These terms and conditions (“the Terms”) apply to all transactions entered into by Tom Kirk Lighting Limited(“the Company”) and its customers. All work undertaken and goods supplied by the Company will be subject to the Terms. By accepting goods from or placing an order with the Company the buyer has full knowledge of and accepts the Terms.
2.1 The Company may invoice the buyer for the price of the goods (together with all delivery costs) (“the Price”) when the Company confirms the order.
2.2 The Company may also require the payment of a deposit or part payment before the order is processed. Until such payment is received no parts will be ordered and the estimated delivery and manufacture time will start only when this payment has been received.
2.3 The buyer must pay the Price on or before dispatch of the goods and the Company may recover the Price notwithstanding that delivery may not have taken place and the property in the goods has not passed to the buyer. The time of payment of the Price is of the essence of the Contract.
2.4 If the buyer fails to make any payment on the due date then, without prejudice to any other right or remedy available to the Company, the Company may:
I) cancel the contract or suspend any further deliveries to the buyer;
II) appropriate any payment made by the buyer to such of the goods (or goods supplied under any other contract between the buyer and the Company) as the Company may think fit (notwithstanding any purported appropriation by the buyer); and
III) charge the buyer interest on the unpaid balance at the rate of 4% above the current base rate of Abbey Bank Plc, which interest shall accrue from day to day (whether before or after judgment) until payment in full.
3.1 Delivery dates are approximate and not binding.
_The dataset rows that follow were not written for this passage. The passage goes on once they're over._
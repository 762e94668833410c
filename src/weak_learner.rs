//! The files in `weak_learner/` directory defines
//! `WeakLearner` trait and weak learners.

/// Provides WeakLearner trait.
pub mod core;

/// Defines Decision Stump.
pub mod decision_stump;


pub use self::core::WeakLearner;

pub use self::decision_stump::{
    DecisionStump,
    DecisionStumpClassifier,
};
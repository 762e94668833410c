//! Defines some common functions used in this library.

/// Defines some useful functions such as normalization.
pub mod utils;

/// Defines some checker functions.
pub(crate) mod checker;
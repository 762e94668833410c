//! Default parameters and numeric tolerances.

/// Synthetic samples generated per boosting round.
pub const DEFAULT_N_SAMPLES:     usize = 100;
/// Maximum number of boosting rounds.
pub const DEFAULT_N_ESTIMATORS:  usize = 50;
/// Neighbor count used by SMOTE.
pub const DEFAULT_K_NEIGHBORS:   usize = 5;
/// Scale applied to the learner weights.
pub const DEFAULT_LEARNING_RATE: f64   = 1.0;

/// Tolerance used when checking that a distribution sums to `1`.
pub const SIMPLEX_TOLERANCE:     f64   = 1e-9;
/// Tolerance used for the remaining float comparisons.
pub const NUMERIC_TOLERANCE:     f64   = 1e-12;

/// Placeholder weight of an untrained ensemble slot.
pub const UNTRAINED_WEIGHT:      f64   = 0.0;
/// Placeholder error of an untrained ensemble slot.
pub const UNTRAINED_ERROR:       f64   = 1.0;
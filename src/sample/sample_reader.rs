use std::path::Path;

use super::sample_struct::Sample;
use crate::error::{Result, SmoteBoostError};


/// A struct that returns [`Sample`].
/// Using this struct, one can read a CSV format file to [`Sample`].
/// Other formats are not supported yet.
/// # Example
/// The following code is a simple example to read a CSV file.
/// ```no_run
/// use smoteboost::SampleReader;
/// let filename = "/path/to/csv/file.csv";
/// let sample = SampleReader::new()
///     .file(filename)
///     .has_header(true)
///     .target_feature("class")
///     .read()
///     .unwrap();
/// ```
pub struct SampleReader<P, S> {
    file: Option<P>,
    has_header: bool,
    target: Option<S>,
}


impl<P, S> SampleReader<P, S> {
    /// Construct a new instance of [`SampleReader`].
    pub fn new() -> Self {
        Self {
            file: None,
            has_header: false,
            target: None,
        }
    }


    /// Set the flag whether the file has the header row or not.
    /// Default is `false.`
    pub fn has_header(mut self, flag: bool) -> Self {
        self.has_header = flag;
        self
    }
}


impl<P, S> Default for SampleReader<P, S> {
    fn default() -> Self {
        Self::new()
    }
}


impl<P, S> SampleReader<P, S>
    where P: AsRef<Path>
{
    /// Set the file name.
    pub fn file(mut self, file: P) -> Self {
        self.file = Some(file);
        self
    }
}


impl<P, S> SampleReader<P, S>
    where S: AsRef<str>
{
    /// Set the column name that is used for target label.
    /// Each item of the column must be an integer.
    pub fn target_feature(mut self, column: S) -> Self {
        self.target = Some(column);
        self
    }
}


impl<P, S> SampleReader<P, S>
    where P: AsRef<Path>,
          S: AsRef<str>
{
    /// Reads the file based on the arguments, 
    /// and returns [`Result<Sample>`](crate::error::Result).
    /// This method consumes `self.`
    pub fn read(self) -> Result<Sample> {
        let file = self.file.ok_or_else(|| {
            SmoteBoostError::invalid_parameter(
                "file", "None", "the file name is not set"
            )
        })?;
        let target = self.target.ok_or_else(|| {
            SmoteBoostError::invalid_parameter(
                "target_feature",
                "None",
                "use `SampleReader::target_feature` to name the label column",
            )
        })?;

        Sample::from_csv(file, self.has_header, target)
    }
}
//! Provides the decision stump class.
use crate::{Sample, WeakLearner};
use crate::constants::NUMERIC_TOLERANCE;

use super::DecisionStumpClassifier;


/// The struct `DecisionStump` generates a [`DecisionStumpClassifier`]
/// for each call of `WeakLearner::produce`.
///
/// The split minimizes the weighted Gini impurity of the two leaves
/// over every feature and every midpoint
/// between consecutive distinct values.
/// If no split lowers the impurity of the root,
/// the stump has a single leaf.
///
/// # Example
/// ```no_run
/// use smoteboost::prelude::*;
///
/// let rows = vec![vec![0.0], vec![1.0], vec![2.0], vec![3.0]];
/// let sample = Sample::from_rows(rows, vec![0, 0, 1, 1]).unwrap();
/// let dist = vec![0.25; 4];
///
/// let stump = DecisionStump::init();
/// let h = stump.produce(&sample, &dist, &[0, 1]);
/// assert_eq!(h.predict_all(&sample), vec![0, 0, 1, 1]);
/// ```
#[derive(Debug, Clone, Copy, Default)]
pub struct DecisionStump;


impl DecisionStump {
    /// Initializes an instance of `DecisionStump`.
    pub fn init() -> Self {
        Self
    }
}


/// The best split found so far.
struct Split {
    feature: usize,
    threshold: f64,
    left: Vec<f64>,
    impurity: f64,
}


impl WeakLearner for DecisionStump {
    type Hypothesis = DecisionStumpClassifier;


    fn name(&self) -> &str {
        "Decision Stump"
    }


    fn info(&self) -> Option<Vec<(&str, String)>> {
        Some(vec![("Criterion", "Gini".to_string())])
    }


    fn produce(&self, sample: &Sample, dist: &[f64], classes: &[i64])
        -> Self::Hypothesis
    {
        let (n_sample, n_feature) = sample.shape();
        let n_class = classes.len();

        // Index of each row's label in `classes`.
        // Rows whose label is not listed carry no weight.
        let class_of = sample.target()
            .iter()
            .map(|y| classes.binary_search(y).ok())
            .collect::<Vec<_>>();

        let mut total = vec![0f64; n_class];
        class_of.iter()
            .zip(dist)
            .for_each(|(k, d)| if let Some(k) = k { total[*k] += d; });

        let mut best = Split {
            feature: 0,
            threshold: f64::INFINITY,
            left: total.clone(),
            impurity: impurity(&total),
        };

        let mut indices = (0..n_sample).collect::<Vec<usize>>();
        for j in 0..n_feature {
            indices.sort_by(|&a, &b| {
                sample.row(a)[j].total_cmp(&sample.row(b)[j])
            });

            let mut left = vec![0f64; n_class];
            let mut iter = indices.iter().peekable();
            while let Some(&i) = iter.next() {
                if let Some(k) = class_of[i] {
                    left[k] += dist[i];
                }

                let Some(&&i_next) = iter.peek() else { break; };
                let x = sample.row(i)[j];
                let next = sample.row(i_next)[j];
                if x == next { continue; }

                let right = total.iter()
                    .zip(&left)
                    .map(|(t, l)| t - l)
                    .collect::<Vec<_>>();
                let imp = impurity(&left) + impurity(&right);

                if imp + NUMERIC_TOLERANCE < best.impurity {
                    let mut threshold = (x + next) / 2.0;
                    if threshold >= next { threshold = x; }

                    best = Split {
                        feature: j,
                        threshold,
                        left: left.clone(),
                        impurity: imp,
                    };
                }
            }
        }

        let right = total.iter()
            .zip(&best.left)
            .map(|(t, l)| t - l)
            .collect::<Vec<_>>();

        let root = frequencies(&total, None);
        let left = frequencies(&best.left, Some(&root));
        let right = frequencies(&right, Some(&root));

        DecisionStumpClassifier {
            feature: best.feature,
            threshold: best.threshold,
            left,
            right,
            classes: classes.to_vec(),
        }
    }
}


/// Weighted Gini impurity `W * (1 - Σ (c_k / W)^2)` of a node.
#[inline(always)]
fn impurity(counts: &[f64]) -> f64 {
    let w = counts.iter().sum::<f64>();
    if w <= 0.0 { return 0.0; }

    w - counts.iter().map(|c| c * c).sum::<f64>() / w
}


/// Normalizes the class weights of a leaf.
/// An empty leaf falls back to `parent`, or to the uniform distribution.
#[inline(always)]
fn frequencies(counts: &[f64], parent: Option<&[f64]>) -> Vec<f64> {
    let w = counts.iter().sum::<f64>();
    if w > 0.0 {
        return counts.iter().map(|c| c / w).collect();
    }
    match parent {
        Some(parent) => parent.to_vec(),
        None => {
            let n_class = counts.len() as f64;
            vec![1.0 / n_class; counts.len()]
        },
    }
}


#[cfg(test)]
mod tests {
    use super::*;
    use crate::Classifier;

    #[test]
    fn splits_on_the_informative_feature() {
        let rows = vec![
            vec![5.0, 0.0],
            vec![1.0, 1.0],
            vec![4.0, 2.0],
            vec![2.0, 3.0],
        ];
        let sample = Sample::from_rows(rows, vec![0, 0, 1, 1]).unwrap();
        let dist = vec![0.25; 4];

        let h = DecisionStump::init().produce(&sample, &dist, &[0, 1]);
        assert_eq!(h.feature(), 1);
        assert_eq!(h.threshold(), 1.5);
        assert_eq!(h.predict_all(&sample), vec![0, 0, 1, 1]);
    }

    #[test]
    fn weights_move_the_split() {
        // Labels: 0 0 1 0 1 on a line.
        // With uniform weights the best cut isolates the last point
        // or the middle; a heavy weight on row 3 forces the cut
        // at 3.5 so that row 3 is classified correctly.
        let rows = (0..5).map(|i| vec![i as f64]).collect::<Vec<_>>();
        let sample = Sample::from_rows(rows, vec![0, 0, 1, 0, 1]).unwrap();
        let dist = vec![0.01, 0.01, 0.01, 0.96, 0.01];

        let h = DecisionStump::init().produce(&sample, &dist, &[0, 1]);
        assert_eq!(h.threshold(), 3.5);
        assert_eq!(h.predict(&[3.0]), 0);
        assert_eq!(h.predict(&[4.0]), 1);
    }

    #[test]
    fn constant_feature_gives_a_single_leaf() {
        let rows = vec![vec![1.0]; 4];
        let sample = Sample::from_rows(rows, vec![0, 1, 1, 1]).unwrap();
        let dist = vec![0.25; 4];

        let h = DecisionStump::init().produce(&sample, &dist, &[0, 1]);
        assert_eq!(h.threshold(), f64::INFINITY);
        assert_eq!(h.predict_proba(&[1.0]), &[0.25, 0.75]);
        assert_eq!(h.predict(&[-100.0]), 1);
    }
}
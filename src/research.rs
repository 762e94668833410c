//! This directory provides some features for research.
//! Measure the followings of SMOTEBoost per iteration
//! - Dataset size and minority count
//! - Learner weight and training error
//! - Running time

/// Defines a logger that runs SMOTEBoost and writes a CSV trace.
pub mod logger;

pub use logger::Logger;
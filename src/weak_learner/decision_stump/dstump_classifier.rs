use crate::Classifier;


/// The depth-one tree produced by [`DecisionStump`](super::DecisionStump).
///
/// A row `x` goes to the left leaf if `x[feature] <= threshold`,
/// and to the right leaf otherwise.
/// Each leaf holds the weighted class frequencies of the training rows
/// that reached it.
#[derive(Debug, Clone, PartialEq)]
pub struct DecisionStumpClassifier {
    pub(super) feature: usize,
    pub(super) threshold: f64,
    pub(super) left: Vec<f64>,
    pub(super) right: Vec<f64>,
    pub(super) classes: Vec<i64>,
}


impl DecisionStumpClassifier {
    /// Index of the feature this stump splits on.
    pub fn feature(&self) -> usize {
        self.feature
    }


    /// The splitting threshold.
    /// `f64::INFINITY` means the stump has a single leaf.
    pub fn threshold(&self) -> f64 {
        self.threshold
    }


    /// Returns the class probabilities for `x`.
    pub fn predict_proba(&self, x: &[f64]) -> &[f64] {
        if x[self.feature] <= self.threshold {
            &self.left[..]
        } else {
            &self.right[..]
        }
    }
}


impl Classifier for DecisionStumpClassifier {
    fn classes(&self) -> &[i64] {
        &self.classes[..]
    }


    fn confidence(&self, x: &[f64]) -> Vec<f64> {
        self.predict_proba(x).to_vec()
    }
}
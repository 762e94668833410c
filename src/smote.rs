//! Provides [`Smote`], the Synthetic Minority Over-sampling Technique
//! by Chawla, Bowyer, Hall, and Kegelmeyer, 2002.
use rand::prelude::*;

use crate::{
    BruteForce,
    NearestNeighbors,

    error::{Result, SmoteBoostError},
};


/// Defines `Smote`.
/// This struct is based on the paper:
/// [SMOTE: Synthetic Minority Over-sampling
/// Technique](https://doi.org/10.1613/jair.953)
/// by N. V. Chawla, K. W. Bowyer, L. O. Hall, and W. P. Kegelmeyer.
///
/// `Smote` stores a set of minority points and
/// generates new points on the segments
/// between a point and one of its `k` nearest neighbors.
///
/// Each synthetic point consumes exactly three draws
/// from the random stream, in this order:
/// 1. the index of the base point,
/// 2. the index of the neighbor among the `k` nearest ones,
/// 3. the gap in `[0, 1)`.
///
/// # Example
/// ```no_run
/// use smoteboost::Smote;
///
/// let minority = vec![
///     vec![0.0, 0.0],
///     vec![1.0, 0.0],
///     vec![0.0, 1.0],
/// ];
/// let mut smote = Smote::new(2).seed(1234);
/// smote.fit(minority).unwrap();
///
/// let synthetic = smote.sample(10).unwrap();
/// assert_eq!(synthetic.len(), 10);
/// ```
#[derive(Debug)]
pub struct Smote<N = BruteForce> {
    // Number of neighbors each synthetic point may interpolate towards.
    k_neighbors: usize,

    // Nearest neighbor index over the fitted minority points.
    index: N,

    // Dimension of the fitted points.
    // `None` until `fit` succeeds.
    n_feature: Option<usize>,

    // Random stream used by `Smote::sample`.
    // Seeded from the system entropy on first use unless `seed` was called.
    rng: Option<StdRng>,
}


impl Smote<BruteForce> {
    /// Initialize `Smote` with `k_neighbors` neighbors
    /// and the exhaustive-search index.
    /// Unless [`Smote::seed`] is called,
    /// [`Smote::sample`] seeds its stream from the system entropy
    /// on first use.
    pub fn new(k_neighbors: usize) -> Self {
        Self::with_index(k_neighbors, BruteForce::new())
    }
}


impl<N> Smote<N>
    where N: NearestNeighbors,
{
    /// Initialize `Smote` with a custom nearest neighbor index.
    pub fn with_index(k_neighbors: usize, index: N) -> Self {
        Self {
            k_neighbors,
            index,
            n_feature: None,
            rng: None,
        }
    }


    /// Seeds the random stream used by [`Smote::sample`].
    pub fn seed(mut self, seed: u64) -> Self {
        self.rng = Some(StdRng::seed_from_u64(seed));
        self
    }


    /// Returns the number of neighbors.
    pub fn k_neighbors(&self) -> usize {
        self.k_neighbors
    }


    /// Returns the fitted minority points.
    pub fn points(&self) -> &[Vec<f64>] {
        self.index.points()
    }


    /// Stores the minority points and rebuilds the neighbor index.
    ///
    /// Fails if `k_neighbors == 0`,
    /// if there are fewer than `k_neighbors + 1` points,
    /// or if the points have different lengths.
    /// On failure the previously fitted state is discarded.
    pub fn fit(&mut self, minority: Vec<Vec<f64>>) -> Result<&mut Self> {
        self.n_feature = None;

        if self.k_neighbors == 0 {
            return Err(SmoteBoostError::invalid_parameter(
                "k_neighbors", 0, "must be greater than zero"
            ));
        }

        let required = self.k_neighbors + 1;
        if minority.len() < required {
            return Err(SmoteBoostError::InsufficientSamples {
                required,
                found: minority.len(),
            });
        }

        let n_feature = minority[0].len();
        if let Some(x) = minority.iter().find(|x| x.len() != n_feature) {
            return Err(SmoteBoostError::DimensionMismatch {
                expected: n_feature,
                found: x.len(),
            });
        }

        self.index.fit(minority);
        self.n_feature = Some(n_feature);
        Ok(self)
    }


    /// Generates `n_samples` synthetic points
    /// from the random stream owned by `self`.
    pub fn sample(&mut self, n_samples: usize) -> Result<Vec<Vec<f64>>> {
        let n_feature = self.n_feature.ok_or(SmoteBoostError::NotFitted)?;
        let rng = self.rng.get_or_insert_with(StdRng::from_entropy);
        Ok(interpolate(&self.index, self.k_neighbors, n_feature, n_samples, rng))
    }


    /// Generates `n_samples` synthetic points
    /// from the caller's random stream.
    pub fn sample_with<R>(&self, n_samples: usize, rng: &mut R)
        -> Result<Vec<Vec<f64>>>
        where R: Rng + ?Sized,
    {
        let n_feature = self.n_feature.ok_or(SmoteBoostError::NotFitted)?;
        Ok(interpolate(&self.index, self.k_neighbors, n_feature, n_samples, rng))
    }
}


fn interpolate<N, R>(
    index: &N,
    k_neighbors: usize,
    n_feature: usize,
    n_samples: usize,
    rng: &mut R,
) -> Vec<Vec<f64>>
    where N: NearestNeighbors,
          R: Rng + ?Sized,
{
    let points = index.points();
    let n_points = points.len();

    (0..n_samples).map(|_| {
            let j = rng.gen_range(0..n_points);

            // `fit` guarantees at least `k_neighbors` other points.
            let nn = index.kneighbors(j, k_neighbors);
            let nn_index = nn[rng.gen_range(0..nn.len())];

            let gap = rng.gen::<f64>();

            let base = &points[j];
            let neighbor = &points[nn_index];
            let mut x = Vec::with_capacity(n_feature);
            x.extend(
                base.iter()
                    .zip(neighbor)
                    .map(|(b, n)| b + gap * (n - b))
            );
            x
        })
        .collect()
}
Delays or late delivery caused by circumstances beyond the Company’s control will not be deemed reasonable grounds for cancellation or compensation.
3.2 Once an order is placed with the Company, the buyer must promptly provide the Company with all instructions, specifications, approved drawings, components or other materials or information required by the Company to enable it to carry out the order. Failure to provide this information promptly may affect the delivery schedule.
4.1 It is the buyer’s responsibility in all cases to examine each delivery of goods immediately upon receipt to check for shortages, non-delivery or damage.
4.2 Any claim by the buyer for shortage or non-delivery of or damage to any items must be notified to the Company in writing within 7 days of receiving the goods.
5.1 No goods may be returned unless faulty and only then if the Company has been advised in writing as to the reason for the return.
5.2 Unless the Company accepts the returned goods for repair or replacement under its warranty, the transport costs for such return shall be paid by the buyer.
6.1 The Company warrants that the goods will correspond with their specification at the time of delivery and will be free from defects in material and workmanship for a period of 12 months from the date of delivery. This warranty does not apply to any defect caused by the buyer or a third party in the installation of the goods. The Company’s liability under this warranty is limited to the repair and replacement of defective goods.
6.2 The warranty will only apply if the goods have been installed either by the Company or by fully qualified electrical professionals in full accordance with current regulations and installation instructions. Only the proper electrical supply voltage must have been used at all times.
6.3 If the buyer’s complaint arises as a result of incorrect installation procedures carried out by a third party, the Company will charge for any visit plus expenses and provide a quotation for replacement parts to correct the problem.
7.1 The Company shall retain the right and title to all Intellectual Property Rights and other rights in any Goods, and to any work or material created by the Company or its subcontractors in the course of providing the goods and to any other items supplied pursuant to any order.
7.2 Save as set out in the Contract, the Company shall have no liability whatsoever to the buyer in respect of any infringement or alleged infringement of any intellectual property right or other rights and in any event the Company shall have no liability to the buyer hereunder for any infringement which is based on the use of any item supplied by the Company other than in accordance with the terms of this agreement and any other instructions the Company may give concerning their use, or in combination with any goods or services not supplied by the Company.
The buyer may not cancel any order in whole or in part at any time without the prior written agreement of the Company which may be given on condition that all costs of materials including tooling and labour including drawing and design work and a reasonable profit margin shall be paid by the buyer.
The Contract shall be governed by the laws of England, and the Buyer agrees to submit to the non-exclusive jurisdiction of the English courts.